Mas isso é o cúmulo! Mata minhas violetas e ainda por cima me chama de vegetariano!

ALICE

Sinto muito! Foi a única idéia que pintou na minha cabeça...

ERNESTO

Pois eu vou sair agora e comer um filé enorme... o maior que eu encontrar!

(Sai.)

CENA 7

ALICE

Coitado! Tão jovem e tão neurastênico... Mas, descontando aquele ar de superioridade insuportável, até que ele é simpático. Eu vou fazer uma surpresa pra ele! (Pega um livro que estava escondido.) Vamos ver: duas xícaras de farinha de trigo... (Com o livro na mão vai até o armário da cozinha e olha.) Tudo bem. Duas colheres de azeite. Certo. Dois ovos. Uma lingüiça média. (Pausa. Pensa.) Pronto. Começou a complicar... O que é uma lingüiça média? Um palmo? Bom, a grande deve ser assim... (Confusa, falando para o livro) Custava alguma coisa ser mais explícito? Dizer: 15, 20 centímetros? Assim fica difícil...

VOZ DA MÃE

Não faça nenhuma bobagem. Um passo em falso e tudo está perdido. Quem ama deve saber adivinhar os menores desejos do ser amado, elogiar sempre as suas qualidades... Amar é

(38)

esquecer de si mesmo em benefício do outro; amar é colocar os próprios prazeres em segundo plano, é abrir mão dos nossos caprichos e interesses mesquinhos, é doar-se completamente...

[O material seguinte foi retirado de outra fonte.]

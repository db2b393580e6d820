//! # API Errors
//!
//! The error translator. Three body shapes leave this module:
//!
//! - validation rejections, 400: `{"error": ..., "message": ...}`
//! - unknown routes, 404: the camelCase fault envelope
//! - store failures, 500: the camelCase fault envelope
//!
//! The shapes are deliberately not unified; clients match on each one
//! as it stands. Store detail never reaches a body, only the log.

use axum::http::StatusCode;
use axum::response::{IntoResponse, Response};
use axum::Json;
use serde::Serialize;
use thiserror::Error;

use crate::member::{MemberError, ValidationError};
use crate::observability::{Event, Logger};
use crate::store::StoreError;

/// Result type for API handlers
pub type ApiResult<T> = Result<T, ApiError>;

/// Errors leaving the HTTP surface
#[derive(Debug, Error)]
pub enum ApiError {
    /// A create-time rule rejected the candidate
    #[error("{0}")]
    Validation(#[from] ValidationError),

    /// A store operation failed
    #[error(transparent)]
    Store(#[from] StoreError),

    /// No route matched the request path
    #[error("Resource not found!")]
    NotFound,
}

impl From<MemberError> for ApiError {
    fn from(err: MemberError) -> Self {
        match err {
            MemberError::Validation(e) => ApiError::Validation(e),
            MemberError::Store(e) => ApiError::Store(e),
        }
    }
}

impl ApiError {
    /// Get HTTP status code for this error
    pub fn status_code(&self) -> StatusCode {
        match self {
            ApiError::Validation(_) => StatusCode::BAD_REQUEST,
            ApiError::NotFound => StatusCode::NOT_FOUND,
            ApiError::Store(_) => StatusCode::INTERNAL_SERVER_ERROR,
        }
    }
}

/// Body of a validation rejection
#[derive(Debug, Serialize)]
pub struct RejectionBody {
    pub error: String,
    pub message: String,
}

impl RejectionBody {
    fn new(err: &ValidationError) -> Self {
        Self {
            error: err.description().to_string(),
            message: err.to_string(),
        }
    }
}

/// Body of a routing or server fault
#[derive(Debug, Serialize)]
#[serde(rename_all = "camelCase")]
pub struct FaultBody {
    pub error_code: u16,
    pub error_description: String,
    pub error_detailed_description: String,
    pub error_name: String,
}

impl FaultBody {
    /// The body every unknown route gets
    pub fn not_found() -> Self {
        Self {
            error_code: StatusCode::NOT_FOUND.as_u16(),
            error_description: "Resource not found!".to_string(),
            error_detailed_description: "The requested path has no route on this server."
                .to_string(),
            error_name: "Not Found".to_string(),
        }
    }

    /// The body every internal fault gets, regardless of cause
    pub fn internal() -> Self {
        Self {
            error_code: StatusCode::INTERNAL_SERVER_ERROR.as_u16(),
            error_description: "Internal Server Error".to_string(),
            error_detailed_description:
                "The server encountered an internal error and was unable to complete the request."
                    .to_string(),
            error_name: "Internal Server Error".to_string(),
        }
    }
}

impl IntoResponse for ApiError {
    fn into_response(self) -> Response {
        let status = self.status_code();
        match self {
            ApiError::Validation(err) => {
                let message = err.to_string();
                Logger::event(Event::MemberRejected, &[("message", message.as_str())]);
                (status, Json(RejectionBody::new(&err))).into_response()
            }
            ApiError::Store(err) => {
                let detail = err.to_string();
                Logger::event(Event::StoreFault, &[("detail", detail.as_str())]);
                (status, Json(FaultBody::internal())).into_response()
            }
            ApiError::NotFound => {
                Logger::event(Event::RouteNotFound, &[]);
                (status, Json(FaultBody::not_found())).into_response()
            }
        }
    }
}

#[cfg(test)]
mod tests {
    use super::*;
    use serde_json::json;

    #[test]
    fn test_status_codes() {
        assert_eq!(
            ApiError::Validation(ValidationError::MissingFields).status_code(),
            StatusCode::BAD_REQUEST
        );
        assert_eq!(ApiError::NotFound.status_code(), StatusCode::NOT_FOUND);
        assert_eq!(
            ApiError::Store(StoreError::Internal("down".to_string())).status_code(),
            StatusCode::INTERNAL_SERVER_ERROR
        );
    }

    #[test]
    fn test_rejection_body_shape() {
        let body = RejectionBody::new(&ValidationError::InvalidMemberId);

        assert_eq!(
            serde_json::to_value(body).unwrap(),
            json!({"error": "Bad Request error", "message": "Bad id number"})
        );
    }

    #[test]
    fn test_fault_body_uses_camel_case_keys() {
        let body = serde_json::to_value(FaultBody::not_found()).unwrap();

        assert_eq!(body["errorCode"], 404);
        assert_eq!(body["errorDescription"], "Resource not found!");
        assert_eq!(body["errorName"], "Not Found");
        assert!(body["errorDetailedDescription"].is_string());
    }

    #[test]
    fn test_internal_fault_body_is_fixed() {
        let body = serde_json::to_value(FaultBody::internal()).unwrap();

        assert_eq!(body["errorCode"], 500);
        assert_eq!(body["errorDescription"], "Internal Server Error");
        assert_eq!(body["errorName"], "Internal Server Error");
    }

    #[test]
    fn test_member_error_splits_into_api_variants() {
        let validation: ApiError = MemberError::from(ValidationError::MissingFields).into();
        assert!(matches!(validation, ApiError::Validation(_)));

        let store: ApiError = MemberError::from(StoreError::MissingConnString).into();
        assert!(matches!(store, ApiError::Store(_)));
    }
}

(Alice fecha a porta do armário da cozinha, que deixou aberta, e pára a voz da mãe. Ouve barulho e percebe que Ernesto está chegando. Guarda correndo os utensílios de cozinha e esconde o livro no armário da sala.)

CENA 8

(Quando Ernesto entra, ela já está deitada no tapete, com o head-fone no ouvido, de olhos fechados, batendo os pés no ritmo da música. Ele traz um embrulho de presente na mão. Joga-o perto dela e sai para a cozinha.)

ALICE (assustando-se) Ai! Que é isso?

ERNESTO Abre!

ALICE (sem ouvir) Heim?

ERNESTO (tirando-lhe o fone de ouvido) - Abre!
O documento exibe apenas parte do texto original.